The most prominent feature of this landscape - a cultural construct reflecting personalities, circumstances and constitutional obligations associated with the Parliament of Victoria - is Parliament House. Located in the parliamentary reserve at the intersection of Spring and Bourke streets, the building is a Melbourne landmark, at once a modern legislature, an incomplete architectural icon (construction commenced in 1855) and a historical reference to 19thcentury colonial values. On the northern boundary of the parliamentary reserve lies the Parliament Garden, a public space best known for the Coles fountain.
North of this historic precinct stands the Royal Exhibition Building, Carlton, home to the Parliament of Victoria from 1901 to 1927, while to the west, at 470 Bourke Street, is the site of the first Legislative Council of Victoria (1851-56), which met in St Patrick's Hall, now long demolished. Directly to the south of the parliamentary precinct lies the concentration of government offices in Treasury Place, its proximity a reminder of the necessary if sometimes testy relationship between parliament and Executive. Still further south stands Government House in South Yarra, home of the governor of Victoria, who, representing the Crown, forms with the Legislative Council and Legislative Assembly the tripartite parliament.

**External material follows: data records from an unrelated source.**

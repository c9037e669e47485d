use std::collections::BTreeSet;

use graphview::{Error, RenderConfig, Variant};
use pretty_assertions::assert_eq;
use serde_json::Value;

const BLUE_PAIR: &str =
    r#"{"vertices":[{"id":0,"depth":0},{"id":1,"depth":1}],"edges":[{"vertex_ids":[0,1],"color":"blue"}]}"#;

const KNIGHT: &str = r#"{
"vertices": [
{"id": 0, "edge_ids": [0, 1, 2], "depth": 0},
{"id": 1, "edge_ids": [0, 3], "depth": 1},
{"id": 2, "edge_ids": [1, 4], "depth": 1},
{"id": 3, "edge_ids": [2], "depth": 1},
{"id": 4, "edge_ids": [3, 4, 5], "depth": 2}
 ],
"edges": [
{"id": 0, "vertex_ids": [0, 1], "color": "gray"},
{"id": 1, "vertex_ids": [0, 2], "color": "gray"},
{"id": 2, "vertex_ids": [0, 3], "color": "gray"},
{"id": 3, "vertex_ids": [1, 4], "color": "green"},
{"id": 4, "vertex_ids": [2, 4], "color": "yellow"},
{"id": 5, "vertex_ids": [4, 4], "color": "red"}
]
}
"#;

fn dataset(html: &str, name: &str) -> Vec<Value> {
    let prefix = format!("var {name} = new vis.DataSet(");
    let line = html
        .lines()
        .map(str::trim)
        .find(|l| l.starts_with(&prefix))
        .unwrap_or_else(|| panic!("no {name} dataset in page"));
    let json = &line[prefix.len()..line.len() - ");".len()];
    match serde_json::from_str(json).unwrap() {
        Value::Array(items) => items,
        other => panic!("dataset is not an array: {other}"),
    }
}

fn options(html: &str) -> Value {
    let line = html
        .lines()
        .map(str::trim)
        .find(|l| l.starts_with("var options = "))
        .unwrap();
    serde_json::from_str(&line["var options = ".len()..line.len() - 1]).unwrap()
}

// =============================================================================
// Membership
// =============================================================================

#[test]
fn page_node_ids_match_vertex_ids() {
    let html = graphview::render_str(KNIGHT, &RenderConfig::default()).unwrap();
    let ids: BTreeSet<i64> = dataset(&html, "nodes")
        .iter()
        .map(|n| n["id"].as_i64().unwrap())
        .collect();
    assert_eq!(ids, (0..=4).collect::<BTreeSet<_>>());
}

#[test]
fn page_edges_match_input_with_direction() {
    let html = graphview::render_str(KNIGHT, &RenderConfig::default()).unwrap();
    let pairs: Vec<(i64, i64)> = dataset(&html, "edges")
        .iter()
        .map(|e| (e["from"].as_i64().unwrap(), e["to"].as_i64().unwrap()))
        .collect();
    assert_eq!(pairs, vec![(0, 1), (0, 2), (0, 3), (1, 4), (2, 4), (4, 4)]);
    assert!(dataset(&html, "edges").iter().all(|e| e["arrows"] == "to"));
}

#[test]
fn page_labels_are_depths() {
    let html = graphview::render_str(KNIGHT, &RenderConfig::default()).unwrap();
    let labels: Vec<String> = dataset(&html, "nodes")
        .iter()
        .map(|n| n["label"].as_str().unwrap().to_string())
        .collect();
    assert_eq!(labels, vec!["0", "1", "1", "1", "2"]);
}

// =============================================================================
// Styling
// =============================================================================

#[test]
fn page_root_color_only_on_vertex_zero() {
    let config = RenderConfig::default();
    let html = graphview::render_str(KNIGHT, &config).unwrap();
    for node in dataset(&html, "nodes") {
        let expected = if node["id"] == 0 {
            config.root_color.to_string()
        } else {
            config.node_color.to_string()
        };
        assert_eq!(node["color"].as_str().unwrap(), expected, "node {}", node["id"]);
    }
}

#[test]
fn page_edge_color_is_function_of_category() {
    let config = RenderConfig::preset(Variant::Styled);
    let html = graphview::render_str(KNIGHT, &config).unwrap();
    let colors: Vec<String> = dataset(&html, "edges")
        .iter()
        .map(|e| e["color"].as_str().unwrap().to_string())
        .collect();
    let gray = config.edge_palette.gray.to_string();
    assert_eq!(
        colors,
        vec![
            gray.clone(),
            gray.clone(),
            gray,
            config.edge_palette.green.to_string(),
            config.edge_palette.yellow.to_string(),
            config.edge_palette.red.to_string(),
        ]
    );
}

#[test]
fn page_plain_variant_single_edge_color() {
    let html = graphview::render_str(KNIGHT, &RenderConfig::preset(Variant::Plain)).unwrap();
    assert!(dataset(&html, "edges").iter().all(|e| e["color"] == "#000000"));
    let physics = &options(&html)["physics"];
    assert_eq!(physics["barnesHut"]["gravitationalConstant"], -2000.0);
    assert_eq!(physics["barnesHut"]["springLength"], 10.0);
    assert_eq!(physics["minVelocity"], 1.39);
}

#[test]
fn page_configurator_can_be_enabled() {
    let config = RenderConfig::from_json(
        r#"{"layout": {"configure": {"enabled": true}}}"#,
        Variant::Styled,
    )
    .unwrap();
    let html = graphview::render_str(BLUE_PAIR, &config).unwrap();
    let configure = &options(&html)["configure"];
    assert_eq!(configure["enabled"], true);
    assert_eq!(configure["filter"], serde_json::json!(["physics"]));
}

// =============================================================================
// Neighbors
// =============================================================================

#[test]
fn page_blue_pair_example() {
    let config = RenderConfig::default();
    let html = graphview::render_str(BLUE_PAIR, &config).unwrap();

    let nodes = dataset(&html, "nodes");
    assert_eq!(nodes.len(), 2);
    assert_eq!(nodes[0]["id"], 0);
    assert_eq!(nodes[1]["id"], 1);

    let edges = dataset(&html, "edges");
    assert_eq!(edges.len(), 1);
    assert_eq!(edges[0]["from"], 0);
    assert_eq!(edges[0]["to"], 1);
    assert_eq!(edges[0]["color"].as_str().unwrap(), config.edge_palette.blue.to_string());

    assert_eq!(nodes[0]["title"], "Node 0 neighbors:<br>{1}");
    assert_eq!(nodes[0]["neighbor_count"], 1);
    assert_eq!(nodes[1]["title"], "Node 1 neighbors:<br>{}");
    assert_eq!(nodes[1]["neighbor_count"], 0);
}

#[test]
fn page_self_loop_counts_as_neighbor() {
    let html = graphview::render_str(KNIGHT, &RenderConfig::default()).unwrap();
    let nodes = dataset(&html, "nodes");
    assert_eq!(nodes[4]["title"], "Node 4 neighbors:<br>{4}");
    assert_eq!(nodes[0]["title"], "Node 0 neighbors:<br>{1, 2, 3}");
    assert_eq!(nodes[0]["neighbor_count"], 3);
}

// =============================================================================
// Determinism and failure
// =============================================================================

#[test]
fn page_rerender_is_byte_identical() {
    let config = RenderConfig::default();
    let first = graphview::render_str(KNIGHT, &config).unwrap();
    let second = graphview::render_str(KNIGHT, &config).unwrap();
    assert_eq!(first, second);
}

#[test]
fn page_unknown_vertex_writes_nothing() {
    let dir = tempfile::tempdir().unwrap();
    let input = dir.path().join("graph.json");
    let output = dir.path().join("vis").join("graph.html");
    std::fs::write(
        &input,
        r#"{"vertices":[{"id":0,"depth":0}],"edges":[{"vertex_ids":[0,42],"color":"gray"}]}"#,
    )
    .unwrap();

    let err = graphview::render_file(&input, &output, &RenderConfig::default()).unwrap_err();
    assert!(matches!(err, Error::Reference { vertex: 42, .. }), "got: {err}");
    assert!(!output.exists(), "no page on failure");
    assert!(!output.parent().unwrap().exists(), "output dir untouched on failure");
}

#[test]
fn page_failure_keeps_previous_output() {
    let dir = tempfile::tempdir().unwrap();
    let input = dir.path().join("graph.json");
    let output = dir.path().join("graph.html");
    std::fs::write(&output, "previous").unwrap();
    std::fs::write(&input, "{\"vertices\": [").unwrap();

    let err = graphview::render_file(&input, &output, &RenderConfig::default()).unwrap_err();
    assert!(matches!(err, Error::Parse(_)), "got: {err}");
    assert_eq!(std::fs::read_to_string(&output).unwrap(), "previous");
}

#[test]
fn page_missing_color_fallback_is_configurable() {
    let input = r#"{"vertices":[{"id":0,"depth":0},{"id":1,"depth":1}],"edges":[{"vertex_ids":[0,1]}]}"#;

    let err = graphview::render_str(input, &RenderConfig::default()).unwrap_err();
    assert!(matches!(err, Error::Schema(_)), "got: {err}");

    let config =
        RenderConfig::from_json(r#"{"missing_edge_color": "gray"}"#, Variant::Styled).unwrap();
    let html = graphview::render_str(input, &config).unwrap();
    assert_eq!(
        dataset(&html, "edges")[0]["color"].as_str().unwrap(),
        config.edge_palette.gray.to_string()
    );

    let plain = graphview::render_str(input, &RenderConfig::preset(Variant::Plain)).unwrap();
    assert_eq!(dataset(&plain, "edges").len(), 1);
}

Many land-boom buildings in the Central Business District are a legacy of property developers who were also parliamentarians: the Windsor Hotel (Sir James Munro), the railway viaduct between Spencer Street and Flinders Street railway stations, and the Royal Arcade stand as exemplars of a more extensive urban environment created by ministers of parliament that includes suburbs, housing estates, roads, railway tracks, tram lines and the relict spaces of the Outer Circle Railway. Raheen (built by Sir Thomas Wrixon in Kew), Cliveden (built by Sir William Clarke in East Melbourne) and Rippon Lea (built by Sir Frederick Sargood in Ripponlea) are representative examples of other notable buildings associated with prominent members.
Members of parliament are recalled in the names of such suburbs as Bentleigh (Sir Thomas Bent), Ballyshanassy (now part of Burwood; John O'Shanassy), Keon Park (Stan Keon), Knox (Sir George Knox) and Patterson Lakes (Sir James Patterson). Armadale, Black Rock, Burwood, and Elsternwick represent suburbs that were named after buildings owned by Victorian members of parliament. Anstey, Patterson, Jewell and Ruthven railway stations recall former members. Charles Hilton Dight is remembered by Dights Falls in Collingwood, while Sir James Patterson gave his name to various landscape features, including a river at Carrum.
The parliamentary landscape is perhaps most evident in Melbourne's street names. Sir Thomas Bent's name, for example, is attached to 15 thoroughfares. Eighteen roadways bear Sir Graham Berry's name, while 23 carry that of Sir James Munro (including an intersection with Berry in Edithvale that might have left both displeased). In one district of Nunawading are found such prominent Victorian parliamentarians as O'Shannassy, Nicholson, McCulloch, Haines, Fellowes, Deakin and Gillies. Deakin's name is attached to 13 streets, Childers' to six and Higinbotham's to two, while despite being Victoria's longest serving premier, Sir Henry Bolte's name is attached to just one court and a bridge.
Other parliamentary markers on the landscape are found in the form of statues (Bent in Brighton; Higinbotham in East Melbourne), in educational and research institutions (Deakin University; the Arthur Rylah Institute, Heidelberg) and even, perhaps, in the association that certain neighbourhoods had with members of parliament (as in the still common belief that the parliamentary mace was taken to the red-light district of Little Lon, now Casselden Place).
The feature of the parliamentary landscape that most directly engages Melburnians is arguably the lattice of electoral boundary lines that marks out the parliament's electoral districts and electoral provinces. There are 88 members of the Assembly, each representing a single electoral district; 55 such districts are located within Melbourne. As of 25 November 2006, there will be 40 legislative councillors, with each of the eight electoral regions being represented by five councillors. This hidden grid is made partly visible by some 83 electorate offices located across the city and, on election days, by the schools and community halls that serve as polling booths. In such spaces and buildings reside the most contemporary, the most dynamic and the most influential components of the parliamentary landscape.